Among the entries that follow, find every line with the word "history" and copy it.

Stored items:
BEGIN

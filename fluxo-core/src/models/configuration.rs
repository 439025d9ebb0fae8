//! Configuration data structures

use anyhow::{Context, Result};
use serde::{Deserialize, Serialize};
use std::path::{Path, PathBuf};

/// Logging level configuration
#[derive(Debug, Clone, Serialize, Deserialize, Default, PartialEq, Eq)]
pub enum LogLevel {
    #[serde(rename = "error")]
    Error,
    #[serde(rename = "warn")]
    Warn,
    #[serde(rename = "info")]
    #[default]
    Info,
    #[serde(rename = "debug")]
    Debug,
    #[serde(rename = "trace")]
    Trace,
}

/// Main configuration structure
#[derive(Debug, Clone, Serialize, Deserialize)]
#[serde(default)]
pub struct Configuration {
    /// Path of the JSON solicitation store (default: ~/.fluxo/solicitations.json)
    pub store_path: Option<PathBuf>,
    /// Actor identifier used when --actor is not given
    pub default_actor: Option<String>,
    /// Capabilities granted to the default actor
    pub default_capabilities: Vec<String>,
    /// Logging verbosity level
    pub log_level: LogLevel,
}

impl Default for Configuration {
    fn default() -> Self {
        Self {
            store_path: None,
            default_actor: None,
            default_capabilities: Vec::new(),
            log_level: LogLevel::Info,
        }
    }
}

impl Configuration {
    /// Load configuration from file; a missing file yields defaults
    pub fn load_from_file(path: &Path) -> Result<Self> {
        if path.exists() {
            let content = std::fs::read_to_string(path)
                .context("Failed to read configuration file")?;
            let config: Configuration =
                toml::from_str(&content).context("Failed to parse configuration file")?;
            Ok(config)
        } else {
            Ok(Configuration::default())
        }
    }

    /// Save configuration to file, creating parent directories as needed
    pub fn save_to_file(&self, path: &Path) -> Result<()> {
        let content =
            toml::to_string_pretty(self).context("Failed to serialize configuration")?;
        if let Some(parent) = path.parent() {
            std::fs::create_dir_all(parent)
                .context("Failed to create configuration directory")?;
        }
        std::fs::write(path, content).context("Failed to write configuration file")?;
        Ok(())
    }

    /// Default configuration file path under the XDG config directory
    pub fn default_config_path() -> Result<PathBuf> {
        let config_dir =
            dirs::config_dir().context("Could not determine config directory")?;
        Ok(config_dir.join("fluxo").join("config.toml"))
    }

    /// Load from the default path
    pub fn load() -> Result<Self> {
        Self::load_from_file(&Self::default_config_path()?)
    }
}
/// Handle metrics command
pub async fn handle_metrics(kind: Option<String>, json: bool) -> Result<()> {
    let config = Configuration::load()?;
    let engine = create_engine(&config)?;
    let metrics = engine.store().query_metrics(kind.as_deref());

    if json {
        let output = serde_json::json!({
            "kind": kind.as_deref().unwrap_or("all"),
            "record_count": metrics.record_count,
            "transition_count": metrics.transition_count,
            "records_by_state": metrics.records_by_state,
        });
        println!("{}", serde_json::to_string_pretty(&output)?);
    } else {
        let scope = kind.as_deref().unwrap_or("All kinds");
        println!("Solicitation Metrics: {}", scope);
        println!();
        println!("Records:     {}", metrics.record_count);
        println!("Transitions: {}", metrics.transition_count);
        if !metrics.records_by_state.is_empty() {
            println!();
            println!("Records by state:");
            let mut states: Vec<_> = metrics.records_by_state.iter().collect();
            states.sort();
            for (state, count) in states {
                println!("  {}: {}", state, count);
            }
        }
    }

    Ok(())
}

/// Handle config command
pub async fn handle_config(init: bool) -> Result<()> {
    let path = Configuration::default_config_path()?;

    if init {
        if path.exists() {
            println!("Configuration already exists at {}", path.display());
            return Ok(());
        }
        let config = Configuration::default();
        config.save_to_file(&path)?;
        println!("✅ Wrote default configuration to {}", path.display());
        return Ok(());
    }

    let config = Configuration::load()?;
    println!("Configuration ({})", path.display());
    println!();
    println!("store_path:           {}", get_store_path(&config).display());
    println!(
        "default_actor:        {}",
        config.default_actor.as_deref().unwrap_or("cli-user")
    );
    println!(
        "default_capabilities: {}",
        if config.default_capabilities.is_empty() {
            "(none)".to_string()
        } else {
            config.default_capabilities.join(", ")
        }
    );
    println!("log_level:            {:?}", config.log_level);
    println!();
    println!("Use 'fluxo config --init' to write a default file.");

    Ok(())
}
//! Solicitation record model

use crate::models::workflow::State;
use chrono::{DateTime, Utc};
use serde::{Deserialize, Serialize};
use uuid::Uuid;

/// Persisted snapshot of one solicitation.
///
/// Domain data lives with the owning module; the engine reads and writes
/// only `current_state` and `version`, and only through a committed
/// transition.
#[derive(Debug, Clone, Serialize, Deserialize)]
pub struct SolicitationRecord {
    /// Stable unique identifier
    pub id: Uuid,
    /// Workflow kind governing this record
    pub kind: String,
    /// Current workflow state
    pub current_state: State,
    /// Version counter for optimistic concurrency; bumps on every commit
    pub version: u64,
    /// Creation timestamp
    pub created_at: DateTime<Utc>,
    /// Timestamp of the last committed transition
    pub updated_at: DateTime<Utc>,
}

impl SolicitationRecord {
    /// New record at the kind's initial state, version zero
    pub fn new(kind: impl Into<String>, initial_state: State) -> Self {
        let now = Utc::now();
        Self {
            id: Uuid::new_v4(),
            kind: kind.into(),
            current_state: initial_state,
            version: 0,
            created_at: now,
            updated_at: now,
        }
    }
}
//! Integration tests for racing workers against a single store
//!
//! Workers hold no state of their own, so any number of them may attempt
//! the same transition at once. The version check on commit guarantees at
//! most one of them wins.

use fluxo_core::models::{
    replay, State, StateDecl, Transition, TransitionPayload, UserProfile, WorkflowDefinition,
};
use fluxo_core::workflow::{
    EngineError, GuardError, SolicitationStore, WorkflowEngine, WorkflowRegistry,
};
use std::path::Path;
use std::sync::Arc;
use tempfile::tempdir;
use tokio::sync::broadcast::error::TryRecvError;

fn pedido_definition() -> WorkflowDefinition {
    WorkflowDefinition {
        kind: "Pedido".to_string(),
        description: Some("Fluxo de aprovação de pedido".to_string()),
        states: vec![
            StateDecl::new("RASCUNHO", "Rascunho"),
            StateDecl::new("EM_ANALISE", "Em análise"),
            StateDecl::new("APROVADO", "Aprovado"),
        ],
        initial_state: State::from("RASCUNHO"),
        terminal_states: vec![State::from("APROVADO")],
        transitions: vec![
            Transition::new("enviar", &["RASCUNHO"], "EM_ANALISE", "SUBMIT"),
            Transition::new("aprovar", &["EM_ANALISE"], "APROVADO", "APPROVE"),
        ],
    }
}

fn create_engine(dir: &Path) -> Arc<WorkflowEngine> {
    let mut registry = WorkflowRegistry::new();
    registry.register(pedido_definition()).unwrap();
    let store = SolicitationStore::new(dir.join("solicitations.json")).unwrap();
    Arc::new(WorkflowEngine::new(Arc::new(registry), Arc::new(store)))
}

#[tokio::test(flavor = "multi_thread", worker_threads = 4)]
async fn test_racing_workers_commit_exactly_once() {
    let dir = tempdir().unwrap();
    let engine = create_engine(dir.path());
    let record = engine.start("Pedido").unwrap();

    let mut handles = Vec::new();
    for worker in 0..8 {
        let engine = Arc::clone(&engine);
        let record_id = record.id;
        handles.push(tokio::spawn(async move {
            let actor = UserProfile::new(format!("trabalhadora-{worker}")).grant("SUBMIT");
            engine
                .fire(record_id, "enviar", &actor, TransitionPayload::default())
                .await
        }));
    }

    let mut successes = Vec::new();
    let mut failures = Vec::new();
    for handle in handles {
        match handle.await.unwrap() {
            Ok(entry) => successes.push(entry),
            Err(err) => failures.push(err),
        }
    }

    assert_eq!(successes.len(), 1, "exactly one worker may win the race");
    assert_eq!(failures.len(), 7);
    assert_eq!(successes[0].from_state.as_str(), "RASCUNHO");
    assert_eq!(successes[0].to_state.as_str(), "EM_ANALISE");
    for failure in &failures {
        assert!(
            matches!(
                failure,
                EngineError::Rejected(GuardError::InvalidTransition { .. })
                    | EngineError::ConcurrentModification { .. }
            ),
            "losers must be rejected cleanly, got {failure:?}"
        );
    }

    let final_record = engine.store().get_record(record.id).unwrap();
    assert_eq!(final_record.current_state.as_str(), "EM_ANALISE");
    assert_eq!(final_record.version, 1);

    let history = engine.store().history(record.id);
    assert_eq!(history.len(), 1, "exactly one audit entry for one commit");
    assert_eq!(history[0].actor_id, successes[0].actor_id);

    let definition = engine.registry().get("Pedido").unwrap();
    let replayed = replay(&definition, &history).unwrap();
    assert_eq!(replayed, final_record.current_state);
}

#[tokio::test]
async fn test_interleaved_records_keep_separate_trails() {
    let dir = tempdir().unwrap();
    let engine = create_engine(dir.path());
    let submitter = UserProfile::new("maria").grant("SUBMIT");
    let approver = UserProfile::new("ana").grant("APPROVE");

    let first = engine.start("Pedido").unwrap();
    let second = engine.start("Pedido").unwrap();

    engine
        .fire(first.id, "enviar", &submitter, TransitionPayload::default())
        .await
        .unwrap();
    engine
        .fire(second.id, "enviar", &submitter, TransitionPayload::default())
        .await
        .unwrap();
    engine
        .fire(first.id, "aprovar", &approver, TransitionPayload::default())
        .await
        .unwrap();

    let first_trail = engine.store().history(first.id);
    let second_trail = engine.store().history(second.id);
    assert_eq!(first_trail.len(), 2);
    assert_eq!(second_trail.len(), 1);
    assert!(first_trail.iter().all(|entry| entry.record_id == first.id));
    assert!(second_trail.iter().all(|entry| entry.record_id == second.id));

    // Sequence numbers are store-wide, so the interleaving is visible
    assert_eq!(first_trail[0].sequence_no, 1);
    assert_eq!(second_trail[0].sequence_no, 2);
    assert_eq!(first_trail[1].sequence_no, 3);

    assert_eq!(
        engine.store().latest(first.id).unwrap().to_state.as_str(),
        "APROVADO"
    );
    assert_eq!(
        engine.store().latest(second.id).unwrap().to_state.as_str(),
        "EM_ANALISE"
    );
}

#[tokio::test(flavor = "multi_thread", worker_threads = 4)]
async fn test_feed_sees_one_entry_for_a_won_race() {
    let dir = tempdir().unwrap();
    let engine = create_engine(dir.path());
    let record = engine.start("Pedido").unwrap();
    let mut watcher = engine.store().feed().subscribe();

    let mut handles = Vec::new();
    for worker in 0..6 {
        let engine = Arc::clone(&engine);
        let record_id = record.id;
        handles.push(tokio::spawn(async move {
            let actor = UserProfile::new(format!("trabalhadora-{worker}")).grant("SUBMIT");
            engine
                .fire(record_id, "enviar", &actor, TransitionPayload::default())
                .await
        }));
    }
    let mut wins = 0;
    for handle in handles {
        if handle.await.unwrap().is_ok() {
            wins += 1;
        }
    }
    assert_eq!(wins, 1);

    let observed = watcher.recv().await.unwrap();
    assert_eq!(observed.record_id, record.id);
    assert_eq!(observed.transition, "enviar");
    assert!(matches!(watcher.try_recv(), Err(TryRecvError::Empty)));
}

#[tokio::test]
async fn test_feed_delivers_in_commit_order() {
    let dir = tempdir().unwrap();
    let engine = create_engine(dir.path());
    let submitter = UserProfile::new("maria").grant("SUBMIT");
    let approver = UserProfile::new("ana").grant("APPROVE");

    let record = engine.start("Pedido").unwrap();
    let mut watcher = engine.store().feed().subscribe_record(record.id);

    engine
        .fire(record.id, "enviar", &submitter, TransitionPayload::default())
        .await
        .unwrap();
    engine
        .fire(record.id, "aprovar", &approver, TransitionPayload::default())
        .await
        .unwrap();

    let first = watcher.recv().await.unwrap();
    let second = watcher.recv().await.unwrap();
    assert_eq!(first.transition, "enviar");
    assert_eq!(second.transition, "aprovar");
    assert!(first.sequence_no < second.sequence_no);
}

END

◆ **Problem solution**:
    let history = engine.store().history(record.id);
    assert_eq!(history.len(), 1, "exactly one audit entry for one commit");
    assert_eq!(history[0].actor_id, successes[0].actor_id);
    let replayed = replay(&definition, &history).unwrap();
    let first_trail = engine.store().history(first.id);
    let second_trail = engine.store().history(second.id);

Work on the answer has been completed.